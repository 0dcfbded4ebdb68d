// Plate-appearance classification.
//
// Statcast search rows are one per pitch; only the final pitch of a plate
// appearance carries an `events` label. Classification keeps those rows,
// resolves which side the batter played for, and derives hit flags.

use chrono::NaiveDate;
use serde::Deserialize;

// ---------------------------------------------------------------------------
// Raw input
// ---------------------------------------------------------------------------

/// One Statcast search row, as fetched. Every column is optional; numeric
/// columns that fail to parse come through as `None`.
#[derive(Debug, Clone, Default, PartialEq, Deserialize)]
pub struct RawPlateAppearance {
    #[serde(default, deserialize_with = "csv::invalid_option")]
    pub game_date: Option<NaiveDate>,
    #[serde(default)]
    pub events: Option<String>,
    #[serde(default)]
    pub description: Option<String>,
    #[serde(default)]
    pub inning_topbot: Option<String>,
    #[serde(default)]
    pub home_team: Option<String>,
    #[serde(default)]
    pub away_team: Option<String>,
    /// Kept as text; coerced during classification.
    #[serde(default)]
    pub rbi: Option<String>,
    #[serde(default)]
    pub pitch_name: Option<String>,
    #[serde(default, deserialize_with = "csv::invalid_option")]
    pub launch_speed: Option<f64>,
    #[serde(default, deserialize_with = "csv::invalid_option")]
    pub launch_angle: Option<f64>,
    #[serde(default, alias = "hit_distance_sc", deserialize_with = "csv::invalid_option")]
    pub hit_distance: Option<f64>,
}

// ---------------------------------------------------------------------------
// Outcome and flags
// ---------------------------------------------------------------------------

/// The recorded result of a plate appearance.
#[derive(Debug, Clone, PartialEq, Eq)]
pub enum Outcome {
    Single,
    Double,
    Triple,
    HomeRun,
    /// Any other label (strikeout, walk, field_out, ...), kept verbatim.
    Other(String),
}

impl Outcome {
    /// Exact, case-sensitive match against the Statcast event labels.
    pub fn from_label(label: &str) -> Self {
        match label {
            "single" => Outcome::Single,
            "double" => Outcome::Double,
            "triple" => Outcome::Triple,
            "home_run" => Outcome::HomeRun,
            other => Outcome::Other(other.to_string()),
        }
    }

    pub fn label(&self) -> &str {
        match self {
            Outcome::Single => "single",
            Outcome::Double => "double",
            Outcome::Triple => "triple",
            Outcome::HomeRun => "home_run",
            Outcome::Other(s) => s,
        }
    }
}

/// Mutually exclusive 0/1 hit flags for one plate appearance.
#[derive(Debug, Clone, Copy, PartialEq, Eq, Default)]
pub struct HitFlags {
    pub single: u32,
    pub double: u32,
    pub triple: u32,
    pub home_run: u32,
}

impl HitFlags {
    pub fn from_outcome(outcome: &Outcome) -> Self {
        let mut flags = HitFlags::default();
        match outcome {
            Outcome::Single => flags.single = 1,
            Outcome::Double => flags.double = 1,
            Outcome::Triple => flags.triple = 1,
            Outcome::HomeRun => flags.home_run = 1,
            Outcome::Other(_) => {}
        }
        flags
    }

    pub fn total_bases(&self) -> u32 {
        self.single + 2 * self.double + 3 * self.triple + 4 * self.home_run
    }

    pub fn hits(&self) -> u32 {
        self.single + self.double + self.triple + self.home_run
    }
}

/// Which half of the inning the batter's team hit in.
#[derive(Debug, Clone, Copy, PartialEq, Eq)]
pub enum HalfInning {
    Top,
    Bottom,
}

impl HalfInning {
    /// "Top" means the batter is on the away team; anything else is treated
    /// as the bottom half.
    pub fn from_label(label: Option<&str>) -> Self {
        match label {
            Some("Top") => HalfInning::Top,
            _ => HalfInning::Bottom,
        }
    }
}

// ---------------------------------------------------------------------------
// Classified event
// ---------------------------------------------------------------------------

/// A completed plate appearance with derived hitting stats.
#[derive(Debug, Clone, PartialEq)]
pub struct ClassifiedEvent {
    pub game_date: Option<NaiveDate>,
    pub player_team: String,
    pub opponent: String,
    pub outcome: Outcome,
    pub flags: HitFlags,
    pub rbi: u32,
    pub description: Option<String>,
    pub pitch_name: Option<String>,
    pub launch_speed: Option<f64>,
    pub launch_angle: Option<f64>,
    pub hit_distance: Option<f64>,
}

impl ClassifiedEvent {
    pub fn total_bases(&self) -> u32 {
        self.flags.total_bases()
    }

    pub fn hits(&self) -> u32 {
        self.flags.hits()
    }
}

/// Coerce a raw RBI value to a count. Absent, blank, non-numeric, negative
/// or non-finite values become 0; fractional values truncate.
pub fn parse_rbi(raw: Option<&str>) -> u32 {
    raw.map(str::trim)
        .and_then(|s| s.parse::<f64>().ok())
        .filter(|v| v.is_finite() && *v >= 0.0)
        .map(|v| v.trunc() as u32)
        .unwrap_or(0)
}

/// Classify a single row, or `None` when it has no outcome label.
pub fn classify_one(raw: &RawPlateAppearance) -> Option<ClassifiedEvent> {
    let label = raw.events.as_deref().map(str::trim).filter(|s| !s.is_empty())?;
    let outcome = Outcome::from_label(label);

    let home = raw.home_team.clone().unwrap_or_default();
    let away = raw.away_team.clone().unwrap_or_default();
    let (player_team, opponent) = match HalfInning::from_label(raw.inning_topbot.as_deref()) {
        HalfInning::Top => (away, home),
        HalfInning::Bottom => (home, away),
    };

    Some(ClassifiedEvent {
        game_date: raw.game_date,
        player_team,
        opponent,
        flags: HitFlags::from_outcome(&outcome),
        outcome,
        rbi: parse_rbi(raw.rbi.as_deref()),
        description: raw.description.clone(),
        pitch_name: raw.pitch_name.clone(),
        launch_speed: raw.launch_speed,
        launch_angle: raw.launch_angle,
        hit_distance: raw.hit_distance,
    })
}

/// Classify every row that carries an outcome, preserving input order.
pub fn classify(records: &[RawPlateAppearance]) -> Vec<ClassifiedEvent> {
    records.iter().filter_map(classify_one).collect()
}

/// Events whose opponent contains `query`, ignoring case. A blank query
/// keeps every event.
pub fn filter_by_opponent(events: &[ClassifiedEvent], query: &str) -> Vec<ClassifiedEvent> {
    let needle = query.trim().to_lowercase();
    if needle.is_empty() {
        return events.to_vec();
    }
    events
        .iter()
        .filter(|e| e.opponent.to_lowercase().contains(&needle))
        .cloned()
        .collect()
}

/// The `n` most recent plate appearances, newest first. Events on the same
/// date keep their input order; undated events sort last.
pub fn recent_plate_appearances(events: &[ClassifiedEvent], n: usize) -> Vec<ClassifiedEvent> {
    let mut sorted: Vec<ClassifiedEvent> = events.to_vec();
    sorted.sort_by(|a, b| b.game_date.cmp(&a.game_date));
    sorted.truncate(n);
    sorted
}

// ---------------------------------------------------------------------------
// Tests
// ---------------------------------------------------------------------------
***
— YOUR INSTRUCTIONS —
Set down the records above once more, exactly as given.

— EXERCISE OUTPUT —
repository 0dcfbded4ebdb68d
// Plate-appearance classification.
//
// Statcast search rows are one per pitch; only the final pitch of a plate
// appearance carries an `events` label. Classification keeps those rows,
// resolves which side the batter played for, and derives hit flags.

use chrono::NaiveDate;
use serde::Deserialize;

// ---------------------------------------------------------------------------
// Raw input
// ---------------------------------------------------------------------------

/// One Statcast search row, as fetched. Every column is optional; numeric
/// columns that fail to parse come through as `None`.
#[derive(Debug, Clone, Default, PartialEq, Deserialize)]
pub struct RawPlateAppearance {
    #[serde(default, deserialize_with = "csv::invalid_option")]
    pub game_date: Option<NaiveDate>,
    #[serde(default)]
    pub events: Option<String>,
    #[serde(default)]
    pub description: Option<String>,
    #[serde(default)]
    pub inning_topbot: Option<String>,
    #[serde(default)]
    pub home_team: Option<String>,
    #[serde(default)]
    pub away_team: Option<String>,
    /// Kept as text; coerced during classification.
    #[serde(default)]
    pub rbi: Option<String>,
    #[serde(default)]
    pub pitch_name: Option<String>,
    #[serde(default, deserialize_with = "csv::invalid_option")]
    pub launch_speed: Option<f64>,
    #[serde(default, deserialize_with = "csv::invalid_option")]
    pub launch_angle: Option<f64>,
    #[serde(default, alias = "hit_distance_sc", deserialize_with = "csv::invalid_option")]
    pub hit_distance: Option<f64>,
}

// ---------------------------------------------------------------------------
// Outcome and flags
// ---------------------------------------------------------------------------

/// The recorded result of a plate appearance.
#[derive(Debug, Clone, PartialEq, Eq)]
pub enum Outcome {
    Single,
    Double,
    Triple,
    HomeRun,
    /// Any other label (strikeout, walk, field_out, ...), kept verbatim.
    Other(String),
}

impl Outcome {
    /// Exact, case-sensitive match against the Statcast event labels.
    pub fn from_label(label: &str) -> Self {
        match label {
            "single" => Outcome::Single,
            "double" => Outcome::Double,
            "triple" => Outcome::Triple,
            "home_run" => Outcome::HomeRun,
            other => Outcome::Other(other.to_string()),
        }
    }

    pub fn label(&self) -> &str {
        match self {
            Outcome::Single => "single",
            Outcome::Double => "double",
            Outcome::Triple => "triple",
            Outcome::HomeRun => "home_run",
            Outcome::Other(s) => s,
        }
    }
}

/// Mutually exclusive 0/1 hit flags for one plate appearance.
#[derive(Debug, Clone, Copy, PartialEq, Eq, Default)]
pub struct HitFlags {
    pub single: u32,
    pub double: u32,
    pub triple: u32,
    pub home_run: u32,
}

impl HitFlags {
    pub fn from_outcome(outcome: &Outcome) -> Self {
        let mut flags = HitFlags::default();
        match outcome {
            Outcome::Single => flags.single = 1,
            Outcome::Double => flags.double = 1,
            Outcome::Triple => flags.triple = 1,
            Outcome::HomeRun => flags.home_run = 1,
            Outcome::Other(_) => {}
        }
        flags
    }

    pub fn total_bases(&self) -> u32 {
        self.single + 2 * self.double + 3 * self.triple + 4 * self.home_run
    }

    pub fn hits(&self) -> u32 {
        self.single + self.double + self.triple + self.home_run
    }
}

/// Which half of the inning the batter's team hit in.
#[derive(Debug, Clone, Copy, PartialEq, Eq)]
pub enum HalfInning {
    Top,
    Bottom,
}

impl HalfInning {
    /// "Top" means the batter is on the away team; anything else is treated
    /// as the bottom half.
    pub fn from_label(label: Option<&str>) -> Self {
        match label {
            Some("Top") => HalfInning::Top,
            _ => HalfInning::Bottom,
        }
    }
}

// ---------------------------------------------------------------------------
// Classified event
// ---------------------------------------------------------------------------

/// A completed plate appearance with derived hitting stats.
#[derive(Debug, Clone, PartialEq)]
pub struct ClassifiedEvent {
    pub game_date: Option<NaiveDate>,
    pub player_team: String,
    pub opponent: String,
    pub outcome: Outcome,
    pub flags: HitFlags,
    pub rbi: u32,
    pub description: Option<String>,
    pub pitch_name: Option<String>,
    pub launch_speed: Option<f64>,
    pub launch_angle: Option<f64>,
    pub hit_distance: Option<f64>,
}

impl ClassifiedEvent {
    pub fn total_bases(&self) -> u32 {
        self.flags.total_bases()
    }

    pub fn hits(&self) -> u32 {
        self.flags.hits()
    }
}

/// Coerce a raw RBI value to a count. Absent, blank, non-numeric, negative
/// or non-finite values become 0; fractional values truncate.
pub fn parse_rbi(raw: Option<&str>) -> u32 {
    raw.map(str::trim)
        .and_then(|s| s.parse::<f64>().ok())
        .filter(|v| v.is_finite() && *v >= 0.0)
        .map(|v| v.trunc() as u32)
        .unwrap_or(0)
}

/// Classify a single row, or `None` when it has no outcome label.
pub fn classify_one(raw: &RawPlateAppearance) -> Option<ClassifiedEvent> {
    let label = raw.events.as_deref().map(str::trim).filter(|s| !s.is_empty())?;
    let outcome = Outcome::from_label(label);

    let home = raw.home_team.clone().unwrap_or_default();
    let away = raw.away_team.clone().unwrap_or_default();
    let (player_team, opponent) = match HalfInning::from_label(raw.inning_topbot.as_deref()) {
        HalfInning::Top => (away, home),
        HalfInning::Bottom => (home, away),
    };

    Some(ClassifiedEvent {
        game_date: raw.game_date,
        player_team,
        opponent,
        flags: HitFlags::from_outcome(&outcome),
        outcome,
        rbi: parse_rbi(raw.rbi.as_deref()),
        description: raw.description.clone(),
        pitch_name: raw.pitch_name.clone(),
        launch_speed: raw.launch_speed,
        launch_angle: raw.launch_angle,
        hit_distance: raw.hit_distance,
    })
}

/// Classify every row that carries an outcome, preserving input order.
pub fn classify(records: &[RawPlateAppearance]) -> Vec<ClassifiedEvent> {
    records.iter().filter_map(classify_one).collect()
}

/// Events whose opponent contains `query`, ignoring case. A blank query
/// keeps every event.
pub fn filter_by_opponent(events: &[ClassifiedEvent], query: &str) -> Vec<ClassifiedEvent> {
    let needle = query.trim().to_lowercase();
    if needle.is_empty() {
        return events.to_vec();
    }
    events
        .iter()
        .filter(|e| e.opponent.to_lowercase().contains(&needle))
        .cloned()
        .collect()
}

/// The `n` most recent plate appearances, newest first. Events on the same
/// date keep their input order; undated events sort last.
pub fn recent_plate_appearances(events: &[ClassifiedEvent], n: usize) -> Vec<ClassifiedEvent> {
    let mut sorted: Vec<ClassifiedEvent> = events.to_vec();
    sorted.sort_by(|a, b| b.game_date.cmp(&a.game_date));
    sorted.truncate(n);
    sorted
}

// ---------------------------------------------------------------------------
// Tests
// ---------------------------------------------------------------------------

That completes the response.